**Exercise aim**
Once you find the line that contains "impl std::fmt::Debug for", transcribe it and each line after it through the end of the listing, exactly as written.

**Supplied data**
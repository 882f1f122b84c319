//! Transaction manager.

use crate::error::{CoreError, CoreResult};
use crate::key::Key;
use crate::log::{LogRecord, LogStore};
use crate::transaction::state::{StagedWrite, Transaction};
use crate::types::{SequenceNumber, StoreId, TransactionId};
use crate::wal::{WalManager, WalRecord};
use parking_lot::{Mutex, RwLock};
use std::sync::atomic::{AtomicU64, Ordering};
use std::sync::Arc;
use tracing::debug;

/// Coordinates transactions over the WAL and the record log.
///
/// Guarantees:
/// - **Atomicity**: all staged writes of a transaction reach the WAL,
///   followed by a commit record, before anything is applied to the log. A
///   crash before the commit record leaves no effect; after it, recovery
///   applies the whole transaction.
/// - **Isolation**: readers resolve against the committed sequence captured
///   when their transaction began, plus their own staged writes.
/// - **Single-writer**: the commit path holds an exclusive lock, so at most
///   one transaction is committing at a time; contenders queue in arrival
///   order on the lock.
pub struct TransactionManager {
    wal: Arc<WalManager>,
    log: Arc<LogStore>,
    /// Whether to fsync the WAL on every commit.
    sync_on_commit: bool,
    next_txid: AtomicU64,
    next_seq: AtomicU64,
    committed_seq: AtomicU64,
    commit_lock: Mutex<()>,
    active_txns: RwLock<Vec<TransactionId>>,
}

impl TransactionManager {
    /// Creates a new transaction manager over empty state.
    pub fn new(wal: Arc<WalManager>, log: Arc<LogStore>, sync_on_commit: bool) -> Self {
        Self::with_state(wal, log, sync_on_commit, 1, 1, 0)
    }

    /// Creates a transaction manager initialized from recovery state.
    pub fn with_state(
        wal: Arc<WalManager>,
        log: Arc<LogStore>,
        sync_on_commit: bool,
        next_txid: u64,
        next_seq: u64,
        committed_seq: u64,
    ) -> Self {
        Self {
            wal,
            log,
            sync_on_commit,
            next_txid: AtomicU64::new(next_txid),
            next_seq: AtomicU64::new(next_seq),
            committed_seq: AtomicU64::new(committed_seq),
            commit_lock: Mutex::new(()),
            active_txns: RwLock::new(Vec::new()),
        }
    }

    /// Begins a new transaction with a snapshot of the committed state.
    pub fn begin(&self) -> CoreResult<Transaction> {
        let txid = TransactionId::new(self.next_txid.fetch_add(1, Ordering::SeqCst));
        let snapshot = SequenceNumber::new(self.committed_seq.load(Ordering::SeqCst));

        self.wal.append(&WalRecord::Begin { txid })?;
        self.active_txns.write().push(txid);

        Ok(Transaction::new(txid, snapshot))
    }

    /// Commits a transaction, making all staged writes durable and visible.
    pub fn commit(&self, txn: &mut Transaction) -> CoreResult<SequenceNumber> {
        let _commit_guard = self.commit_lock.lock();

        if !txn.is_active() {
            return Err(CoreError::invalid_operation("transaction not active"));
        }

        let txid = txn.id();
        let sequence = SequenceNumber::new(self.next_seq.fetch_add(1, Ordering::SeqCst));

        // Stage everything in the WAL, then the commit record. Nothing is
        // applied until the whole group is durable.
        for ((store_id, key), write) in txn.staged_writes() {
            match write {
                StagedWrite::Put { payload } => {
                    self.wal.append(&WalRecord::Put {
                        txid,
                        store_id: *store_id,
                        key: key.clone(),
                        payload: payload.clone(),
                    })?;
                }
                StagedWrite::Remove => {
                    self.wal.append(&WalRecord::Remove {
                        txid,
                        store_id: *store_id,
                        key: key.clone(),
                    })?;
                }
            }
        }
        self.wal.append(&WalRecord::Commit { txid, sequence })?;

        // Durability point.
        self.wal.flush()?;
        if self.sync_on_commit {
            self.wal.sync()?;
        }

        // Apply to the record log, in key order.
        for ((store_id, key), write) in txn.staged_writes() {
            let record = match write {
                StagedWrite::Put { payload } => {
                    LogRecord::put(*store_id, key.clone(), payload.clone(), sequence)
                }
                StagedWrite::Remove => LogRecord::tombstone(*store_id, key.clone(), sequence),
            };
            self.log.append(&record)?;
        }
        self.log.flush()?;

        self.committed_seq.store(sequence.as_u64(), Ordering::SeqCst);
        self.active_txns.write().retain(|&id| id != txid);
        txn.mark_committed();

        debug!(%txid, %sequence, writes = txn.write_count(), "transaction committed");
        Ok(sequence)
    }

    /// Aborts a transaction, discarding all staged writes.
    pub fn abort(&self, txn: &mut Transaction) -> CoreResult<()> {
        if !txn.is_active() {
            return Err(CoreError::invalid_operation("transaction not active"));
        }

        let txid = txn.id();
        self.wal.append(&WalRecord::Abort { txid })?;
        self.active_txns.write().retain(|&id| id != txid);
        txn.mark_aborted();

        debug!(%txid, "transaction aborted");
        Ok(())
    }

    /// Reads a key inside a transaction.
    ///
    /// The transaction's own staged writes win; otherwise the read resolves
    /// at the transaction's snapshot.
    pub fn get(
        &self,
        txn: &Transaction,
        store_id: StoreId,
        key: &Key,
    ) -> CoreResult<Option<Vec<u8>>> {
        if let Some(write) = txn.staged(store_id, key) {
            return Ok(match write {
                StagedWrite::Put { payload } => Some(payload.clone()),
                StagedWrite::Remove => None,
            });
        }

        self.log.get(store_id, key, Some(txn.snapshot()))
    }

    /// Returns the current committed sequence number.
    #[must_use]
    pub fn committed_seq(&self) -> SequenceNumber {
        SequenceNumber::new(self.committed_seq.load(Ordering::SeqCst))
    }

    /// Returns the number of open transactions.
    #[must_use]
    pub fn active_count(&self) -> usize {
        self.active_txns.read().len()
    }

    /// Creates a checkpoint: all committed data becomes durable in the
    /// record log, and the WAL is truncated.
    pub fn checkpoint(&self) -> CoreResult<()> {
        let _commit_guard = self.commit_lock.lock();

        self.log.sync()?;

        let sequence = self.committed_seq();
        self.wal.append(&WalRecord::Checkpoint { sequence })?;
        self.wal.flush()?;
        self.wal.clear()?;

        debug!(%sequence, "checkpoint complete");
        Ok(())
    }
}

impl std::fmt::Debug for TransactionManager {
    fn fmt(&self, f: &mut std::fmt::Formatter<'_>) -> std::fmt::Result {
        f.debug_struct("TransactionManager")
            .field("committed_seq", &self.committed_seq())
            .field("active_count", &self.active_count())
            .finish_non_exhaustive()
    }
}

**Task output**
impl std::fmt::Debug for TransactionManager {
    fn fmt(&self, f: &mut std::fmt::Formatter<'_>) -> std::fmt::Result {
        f.debug_struct("TransactionManager")
            .field("committed_seq", &self.committed_seq())
            .field("active_count", &self.active_count())
            .finish_non_exhaustive()
    }
}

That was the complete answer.